From: | "cr88192" <cr88192@hotmail.com> |
Newsgroups: | comp.compilers |
Date: | Sun, 1 Mar 2009 09:18:02 +1000 |
Organization: | albasani.net |
References: | 09-02-132 09-02-142 09-02-148 |
Keywords: | UNCOL, optimize |
Posted-Date: | 02 Mar 2009 08:32:47 EST |
"Bartc" <bartc@freeuk.com> wrote in
> "cr88192" <cr88192@hotmail.com> wrote in message
>> "Tony" <tony@my.net> wrote in message news:09-02-132@comp.compilers...
>>> Or maybe I'm making the problem to hard (?). Maybe the way to go is to
>>> byte the bullet and generate assembly instructions and stop worrying
>>> about it.
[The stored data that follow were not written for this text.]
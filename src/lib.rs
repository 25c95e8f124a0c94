//! Roster - Option-List Derivation for Chat Surfaces
//!
//! Converts raw report and personal-detail snapshots into selectable
//! "option" records for chat sidebars, search, new-chat pickers, and
//! member-invite flows: filtering, ranking, and token-wise search matching
//! over in-memory collections.

pub mod context;
pub mod error;
pub mod icons;
pub mod locale;
pub mod model;
pub mod option;
pub mod pipeline;
pub mod search;

pub use error::{Result, RosterError};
Then all I'd need is a good book like the Ron Mak book was
>>> back in it's day. (I haven't paged thru the latest Dragon edition,
>>> but surely I'd be more able to assess what's there now than the last
>>> time I looked at it in the bookstore). It would appear that the newer
>>> texts are too enamoured with GC and exceptions rather than locking
>>> down the most needed basics. OK, so my question really is...
>>>
>>> On modern desktop hardware, would anyone even notice the reduction of
>>> program performance because of the rather stark non-optimised back end
>>> code generation? (My guess is not, for 80% of software).
>>>
>>
>> probably not...
>>
>> actually, even with rather poor assembler, one can still get within 2x
>> or 3x of decently good compiler output (AKA: gcc with default
>> settings...).
>
> I used to find this amusing: When I first wrote compilers in the 80's
> (in my spare time) code efficiency was the last thing I was worried
> about. Yet programs still ran faster than compiled C code.
>
> A couple of tests I've just done with a 10-year-old compiler (with
> little change on the code front) against gcc -O3 showed one program
> twice as fast with gcc, but another 20% slower on gcc.
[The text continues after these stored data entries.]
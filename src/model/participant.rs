//! Personal-detail snapshots keyed by login

use serde::{Deserialize, Serialize};

/// Profile record for a single login (email or phone-derived identifier)
#[derive(Debug, Clone, Default, PartialEq, Serialize, Deserialize)]
pub struct PersonalDetail {
    pub login: String,

    #[serde(default)]
    pub display_name: String,

    #[serde(default)]
    pub first_name: String,

    #[serde(default)]
    pub last_name: String,

    /// Avatar asset reference, resolved by the icon layer
    pub avatar: Option<String>,

    pub phone_number: Option<String>,

    pub payment_address: Option<String>,
}

impl PersonalDetail {
    /// Placeholder for logins with no stored profile: the login stands in
    /// for the display name and the default avatar is used
    pub fn placeholder(login: &str) -> Self {
        Self {
            login: login.to_string(),
            display_name: login.to_string(),
            ..Default::default()
        }
    }

    /// Display name, falling back to the login when the profile has none
    pub fn display_name_or_login(&self) -> &str {
        if self.display_name.is_empty() {
            &self.login
        } else {
            &self.display_name
        }
    }
}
yes, sometimes one can wonder if the O is really for Obfuscate...
but, yes, the O option is weird, in that sometimes it makes code a
good deal faster, and other times slower than if nothing were done at
all... so, I tend not to worry about it too much in general.
however, on gcc, the -pg option makes things a good deal slower, so it
is a question if one wants faster code or ability to more readily run
the profiler. I have generally opted with the profiler, although it
would be nicer sometimes if it had less of a performance hit (or, was
like a tool one runs on the running program, like the debugger, rather
than something controlled with build options).
it also reminds me of an annoyance I discovered, which is that any use of
chdir() can change where the profiler output goes...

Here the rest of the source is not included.